Soltanto apparentemente ingenua, la narrazione di Quevedo, descrive tutto un mondo in movimento visto dagli occhi di Paolo, figlio di un barbiere e di una strega-prostituta.
Attraverso un linguaggio allegorico e in parte sfrontato, il lettore assiste ad una sorta di carrellata di tipi umani descritti fin nei minimi particolari. Le descrizioni, perfettamente funzionali al testo e alla trama, sono molto visive, puntigliose ma anche geniali nella loro esagerazione. Il lettore non rinvenirà nulla di pacato, di ordinario, di contenuto in questo testo antico. Anche la fame è indicizzata al massimo fino a che la tragedia non sfiora la commedia, dato che il riso e la morte sono fratello e sorella.
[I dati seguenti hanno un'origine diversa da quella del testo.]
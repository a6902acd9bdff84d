/*
 * Copyright (c) 2023.
 *
 * This software is free software;
 *
 * You can redistribute it or modify it under terms of the MIT, Apache License or Zlib license
 */

//! Bridge to the png codec
//!
//! The codec does inflate, unfiltering, deinterlacing and expansion of
//! palette, low bit depth and `tRNS` data. Here we only configure it,
//! read what it reports and move its rows into pipeline order.
use std::io::Read;

use log::{trace, warn};

use crate::errors::{PngReaderErrors, SliceLayout};
use crate::image_data::PixelBuffer;
use crate::information::{Extent, ScalarType, SourceColor};
use crate::options::ReaderOptions;
use crate::text::TextChunks;

/// What one png stream says about itself after its header chunks
#[derive(Clone, Debug)]
pub(crate) struct SliceHeader {
    pub(crate) width:        usize,
    pub(crate) height:       usize,
    pub(crate) components:   usize,
    pub(crate) scalar:       ScalarType,
    pub(crate) source_depth: u8,
    pub(crate) source_color: SourceColor,
    pub(crate) interlaced:   bool,
    pub(crate) gamma:        Option<f32>,
    /// Millimeters per pixel from a `pHYs` chunk in meters
    pub(crate) physical:     Option<(f64, f64)>,
    pub(crate) text:         TextChunks
}

impl SliceHeader {
    pub(crate) fn layout(&self) -> SliceLayout {
        SliceLayout {
            width:      self.width,
            height:     self.height,
            components: self.components,
            scalar:     self.scalar
        }
    }
}

/// A configured codec reader positioned after the header chunks
pub(crate) struct SliceDecoder<R: Read> {
    reader:  png::Reader<R>,
    options: ReaderOptions
}

impl<R: Read> SliceDecoder<R> {
    /// Read header chunks up to the first image data chunk
    pub(crate) fn new(source: R, options: ReaderOptions) -> Result<SliceDecoder<R>, PngReaderErrors> {
        let mut decoder = png::Decoder::new(source);
        // palette to rgb, gray below 8 bits to 8 bits, tRNS to alpha
        decoder.set_transformations(png::Transformations::EXPAND);

        let reader = decoder.read_info()?;

        let (width, height) = {
            let info = reader.info();
            (info.width as usize, info.height as usize)
        };
        if width > options.max_width() || height > options.max_height() {
            return Err(PngReaderErrors::TooLarge {
                width,
                height,
                max_width: options.max_width(),
                max_height: options.max_height()
            });
        }
        Ok(SliceDecoder { reader, options })
    }

    pub(crate) fn header(&self) -> SliceHeader {
        let info = self.reader.info();
        let (color, depth) = self.reader.output_color_type();

        let scalar = match depth {
            png::BitDepth::Sixteen => ScalarType::U16,
            _ => ScalarType::U8
        };
        let physical = info.pixel_dims.as_ref().and_then(|dims| {
            if matches!(dims.unit, png::Unit::Meter) && dims.xppu > 0 && dims.yppu > 0 {
                Some((1000.0 / f64::from(dims.xppu), 1000.0 / f64::from(dims.yppu)))
            } else {
                None
            }
        });

        SliceHeader {
            width: info.width as usize,
            height: info.height as usize,
            components: color.samples(),
            scalar,
            source_depth: info.bit_depth as u8,
            source_color: SourceColor::from(info.color_type),
            interlaced: info.interlaced,
            gamma: info.source_gamma.map(|gamma| gamma.into_value()),
            physical,
            text: TextChunks::from_info(info, self.options.read_compressed_text())
        }
    }

    /// Decode the first frame, rows are in file order (top row first)
    ///
    /// Returns the frame bytes and the number of bytes per row
    pub(crate) fn decode_frame(&mut self) -> Result<(Vec<u8>, usize), PngReaderErrors> {
        let mut frame = vec![0; self.reader.output_buffer_size()];
        let output = self.reader.next_frame(&mut frame)?;

        trace!(
            "Decoded frame {}x{} {:?} {:?}, {} bytes per row",
            output.width,
            output.height,
            output.color_type,
            output.bit_depth,
            output.line_size
        );
        Ok((frame, output.line_size))
    }

    /// Read the chunks that follow the image data and return the
    /// text index including them
    ///
    /// Unreadable trailing chunks are reported as a warning unless
    /// strict mode is on
    pub(crate) fn finish(mut self) -> Result<TextChunks, PngReaderErrors> {
        if let Err(err) = self.reader.finish() {
            if self.options.strict_mode() {
                return Err(err.into());
            }
            warn!("Could not read chunks after image data: {err}");
        }
        Ok(TextChunks::from_info(
            self.reader.info(),
            self.options.read_compressed_text()
        ))
    }
}

/// Copy the part of a decoded frame that falls inside `extent` into
/// `output`, flipping rows so that `y == 0` is the bottom row
///
/// `slice` is the z position of the frame relative to `extent`
pub(crate) fn place_slice(
    frame: &[u8], line_size: usize, header: &SliceHeader, extent: &Extent, slice: usize,
    output: &mut PixelBuffer
) {
    let (nx, ny, _) = extent.dimensions();
    let (x0, _) = extent.x();
    let (y0, y1) = extent.y();
    let components = header.components;
    let bytes_per_sample = header.scalar.size_of();

    let row_samples = nx * components;
    let first_sample = x0 as usize * components;

    for y in y0..=y1 {
        let file_row = header.height - 1 - y as usize;
        let source_start = file_row * line_size + first_sample * bytes_per_sample;
        let source = &frame[source_start..source_start + row_samples * bytes_per_sample];

        let dest_start = (slice * ny + (y - y0) as usize) * row_samples;

        match output {
            PixelBuffer::U8(data) => {
                data[dest_start..dest_start + row_samples].copy_from_slice(source);
            }
            PixelBuffer::U16(data) => {
                // png stores 16 bit samples big endian
                for (dest, pair) in data[dest_start..dest_start + row_samples]
                    .iter_mut()
                    .zip(source.chunks_exact(2))
                {
                    *dest = u16::from_be_bytes([pair[0], pair[1]]);
                }
            }
        }
    }
}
La descrizione dell’indimenticabile precettore Capra, un nome una garanzia, e delle condizioni in cui riduce il povero protagonista, è caricatura finissima:

 

Capra ci chiamò a lezione e tutti andammo a sentirla. Ormai e le costole e i fianchi mi sguattavano nel giubbone, altre sette paia di calzonetti avrebbero potuto rivestire le mie gambe, e i denti mettevo in mostra pieni di tartaro, gialli, vestiti a disperati. Mi si ordinò di leggere agli altri la prima declinazione, ma tanta fame avevo che mi sdigiunai mangiando la metà delle parole… (p. 23).

 

La fame è occasione per accostamenti arditi, descrizioni di pericolanti destini appesi al filo della meraviglia con tendenza costante verso il basso tipico di tanta letteratura picaresca. Il linguaggio riesce, nonostante l’incursione nel mondo degli odori e degli umori corporali, la descrizione dei buchi e dei rammendi sui vestiti e di un clistere operato in piena regola e contro la volontà dei pazienti-studenti, a mantenersi pulito, senza indulgere nel turpiloquio. Dopo aver detto di non essere andati di corpo, Capra escogita un rimedio efficacissimo, secondo una ricetta del padre. Chiamata una vecchia, dunque si procede:

 

Un dolor di capo e di denti era incomodo di poco dunque dicemmo che ci dolevano le budella… Capra aveva una ricetta lasciatagli da suo padre che era stato speziale. Venuto a sapere del male, preparò un certo rimedio e, chiamata una vecchia di settantant’anni, zia sua, che gli serviva da infermiera, le disse che ci rivogasse parecchi tentativi. La funzione cominciò da Don Diego. Il disgraziato non voleva saperne, e la vecchia invece di cacciarglielo dentro, glielo scaricò tra la camicia e il filo delle reni, su fino alla nuca, sì che servì per guarnizione esteriore quel che doveva far da fodera per il dentro. Si mise a urlare il povero ragazzo, accorse Capra e, al vederlo, ordinò che intanto mi facessero l’altro… Io feci per vestirmi ma poco mi valse, perché tenendomi fermo Capra ed altri, la vecchia me lo infilzò, ma io glielo riscaricai tutto in faccia… (p. 25).

 

Quevedo non si limita a caricaturizzare i precettori, ma ha una buona parola anche per i poeti. Quando Paolo incontra per strada verso Madrid un letterato, un vecchione che si lamenta di non essere mai stato premiato per aver composto le sue poesie che si ostina a leggere per forza.
Le pessime rime del poeta offrono occasione di scherno, soprattutto perché il poeta non si rende conto che le lodi del suo interlocutore sono fasulle e che questi non vede l’ora che smetta di recitar versi.
In pieno delirio egocentrico-narcisista, il poeta continua a declamare su ogni cosa che viene casualmente nominata, sostenendo di avere una rima per tutto, anche per ciò che non conosce:

 

«… Ecco qui novecento e un sonetto, più dodici quartine… in lode delle gambe della mia donna». Gli domandai se gliele aveva viste e mi rispose che se n’era ben guardato per via degli ordini sacri ch’egli aveva ma che però aveva espresso i pensieri dalle sue supposizioni… lo supplicai di smetterla, facendogli presente che, se fiutavano il poeta, i monelli, non ci sarebbe rimasto torzolo di cavolo che non avrebbe preso la nostra direzione… (p. 79).

 

Quevedo era un cortigiano e un uomo politico, oltre che un letterato, e come anticipa nella nota ai lettori parla di ogni genere di bricconi che doveva conoscere bene, dato che era uno di loro.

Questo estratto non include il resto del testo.